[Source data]
※ ※ ※
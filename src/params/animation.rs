//! Coefficient animation defaults.

use crate::animation::{Rule, Speed};

/// Speed percentages offered for every coefficient
pub const SPEED_PERCENTAGES: [u32; 7] = [5, 10, 25, 50, 100, 150, 200];

/// Per-coefficient rule and speed selection, indexed `[a, b, c]`
#[derive(Debug, Clone, PartialEq)]
pub struct AnimationConfig {
    pub rules: [Rule; 3],
    pub speeds: [Speed; 3],
}

impl Default for AnimationConfig {
    fn default() -> Self {
        Self {
            // c starts static so the default paraboloid only breathes in a and b
            rules: [Rule::Sin, Rule::Sin, Rule::Static],
            speeds: [Speed::default(); 3],
        }
    }
}
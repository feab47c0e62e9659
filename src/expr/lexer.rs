use crate::error::FormulaError;
use crate::expr::token::{Span, Token, TokenKind};

/// Namespace prefix accepted in front of function and constant names.
const NAMESPACE: &str = "np";

pub struct Lexer {
    source: Vec<char>,
    pos: usize,
    tokens: Vec<Token>,
}

impl Lexer {
    pub fn new(source: &str) -> Self {
        Self {
            source: source.chars().collect(),
            pos: 0,
            tokens: Vec::new(),
        }
    }

    pub fn tokenize(mut self) -> Result<Vec<Token>, FormulaError> {
        loop {
            self.skip_whitespace();
            if self.is_at_end() {
                break;
            }
            let token = self.next_token()?;
            self.tokens.push(token);
        }
        self.tokens
            .push(Token::new(TokenKind::Eof, Span::new(self.pos, self.pos)));
        Ok(self.tokens)
    }

    fn next_token(&mut self) -> Result<Token, FormulaError> {
        let start = self.pos;
        let ch = self.advance();

        let kind = match ch {
            '+' => TokenKind::Plus,
            '-' => TokenKind::Minus,
            '*' => {
                if self.peek() == Some('*') {
                    self.advance();
                    TokenKind::Pow
                } else {
                    TokenKind::Star
                }
            }
            '/' => TokenKind::Slash,
            '%' => TokenKind::Percent,
            '^' => TokenKind::Pow,
            '(' => TokenKind::LParen,
            ')' => TokenKind::RParen,
            ',' => TokenKind::Comma,
            '.' if self.peek().is_some_and(|c| c.is_ascii_digit()) => {
                return self.read_number(start);
            }
            c if c.is_ascii_digit() => return self.read_number(start),
            c if is_ident_start(c) => return self.read_identifier(start),
            _ => {
                return Err(FormulaError::UnexpectedChar {
                    ch,
                    span: Span::new(start, self.pos),
                })
            }
        };
        Ok(Token::new(kind, Span::new(start, self.pos)))
    }

    /// Reads `12`, `1.5`, `.5`, `1.`, `2e-3`. `start` points at the first char,
    /// which has already been consumed.
    fn read_number(&mut self, start: usize) -> Result<Token, FormulaError> {
        self.consume_digits();
        if self.source[start] != '.' && self.peek() == Some('.') {
            self.advance();
            self.consume_digits();
        }

        // Exponent only when digits follow, so `2e` stays a number and a name
        if matches!(self.peek(), Some('e') | Some('E')) {
            let has_sign = matches!(self.peek_at(1), Some('+') | Some('-'));
            let digit_at = if has_sign { 2 } else { 1 };
            if self.peek_at(digit_at).is_some_and(|c| c.is_ascii_digit()) {
                for _ in 0..digit_at {
                    self.advance();
                }
                self.consume_digits();
            }
        }

        let text: String = self.source[start..self.pos].iter().collect();
        let span = Span::new(start, self.pos);
        text.parse::<f64>()
            .map(|n| Token::new(TokenKind::Number(n), span))
            .map_err(|_| FormulaError::BadNumber { text, span })
    }

    fn read_identifier(&mut self, start: usize) -> Result<Token, FormulaError> {
        let mut name = self.consume_word(start);

        // `np.sin` folds into `sin`
        if name == NAMESPACE && self.peek() == Some('.') {
            self.advance();
            let member_start = self.pos;
            match self.peek() {
                Some(c) if is_ident_start(c) => {
                    self.advance();
                    name = self.consume_word(member_start);
                }
                other => {
                    let end = if other.is_some() { self.pos + 1 } else { self.pos };
                    return Err(FormulaError::Unexpected {
                        expected: format!("a name after '{}.'", NAMESPACE),
                        found: other.map_or("end of input".to_string(), |c| format!("'{}'", c)),
                        span: Span::new(start, end),
                    });
                }
            }
        }

        Ok(Token::new(TokenKind::Ident(name), Span::new(start, self.pos)))
    }

    /// Consume the rest of an identifier whose first char is at `start`.
    fn consume_word(&mut self, start: usize) -> String {
        while let Some(c) = self.peek() {
            if is_ident_continue(c) {
                self.advance();
            } else {
                break;
            }
        }
        self.source[start..self.pos].iter().collect()
    }

    fn consume_digits(&mut self) {
        while let Some(c) = self.peek() {
            if c.is_ascii_digit() {
                self.advance();
            } else {
                break;
            }
        }
    }

    fn skip_whitespace(&mut self) {
        while let Some(c) = self.peek() {
            if c.is_whitespace() {
                self.advance();
            } else {
                break;
            }
        }
    }

    fn is_at_end(&self) -> bool {
        self.pos >= self.source.len()
    }

    fn peek(&self) -> Option<char> {
        self.source.get(self.pos).copied()
    }

    fn peek_at(&self, offset: usize) -> Option<char> {
        self.source.get(self.pos + offset).copied()
    }

    fn advance(&mut self) -> char {
        let ch = self.source[self.pos];
        self.pos += 1;
        ch
    }
}

fn is_ident_start(c: char) -> bool {
    c.is_ascii_alphabetic() || c == '_'
}

fn is_ident_continue(c: char) -> bool {
    c.is_ascii_alphanumeric() || c == '_'
}

#[cfg(test)]
mod tests {
    use super::*;

    fn kinds(src: &str) -> Vec<TokenKind> {
        Lexer::new(src)
            .tokenize()
            .unwrap()
            .into_iter()
            .map(|t| t.kind)
            .collect()
    }

    #[test]
    fn test_power_operators() {
        assert_eq!(
            kinds("X**2 ^ 3"),
            vec![
                TokenKind::Ident("X".into()),
                TokenKind::Pow,
                TokenKind::Number(2.0),
                TokenKind::Pow,
                TokenKind::Number(3.0),
                TokenKind::Eof,
            ]
        );
    }

    #[test]
    fn test_namespace_prefix_is_folded() {
        assert_eq!(
            kinds("np.sin(np.pi)"),
            vec![
                TokenKind::Ident("sin".into()),
                TokenKind::LParen,
                TokenKind::Ident("pi".into()),
                TokenKind::RParen,
                TokenKind::Eof,
            ]
        );
    }

    #[test]
    fn test_number_forms() {
        assert_eq!(
            kinds("1.5 .25 3. 2e-3 1E2"),
            vec![
                TokenKind::Number(1.5),
                TokenKind::Number(0.25),
                TokenKind::Number(3.0),
                TokenKind::Number(0.002),
                TokenKind::Number(100.0),
                TokenKind::Eof,
            ]
        );
    }

    #[test]
    fn test_exponent_needs_digits() {
        assert_eq!(
            kinds("2e"),
            vec![
                TokenKind::Number(2.0),
                TokenKind::Ident("e".into()),
                TokenKind::Eof,
            ]
        );
    }

    #[test]
    fn test_unexpected_character() {
        let err = Lexer::new("X $ Y").tokenize().unwrap_err();
        assert_eq!(
            err,
            FormulaError::UnexpectedChar {
                ch: '$',
                span: Span::new(2, 3)
            }
        );
    }

    #[test]
    fn test_dangling_namespace() {
        assert!(Lexer::new("np.(X)").tokenize().is_err());
        assert!(Lexer::new("np.").tokenize().is_err());
    }
}
//! The plotted surface: geometry and the controller that keeps it current.

mod controller;
mod mesh;

pub use controller::{PlotSettings, SurfaceController};
pub use mesh::{SurfaceMesh, Vertex};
※ ※ ※
- **Work to complete**:
Lines above that include the string "impl" need to be copied.

- **Expected answer**:
impl Default for AnimationConfig {
impl Lexer {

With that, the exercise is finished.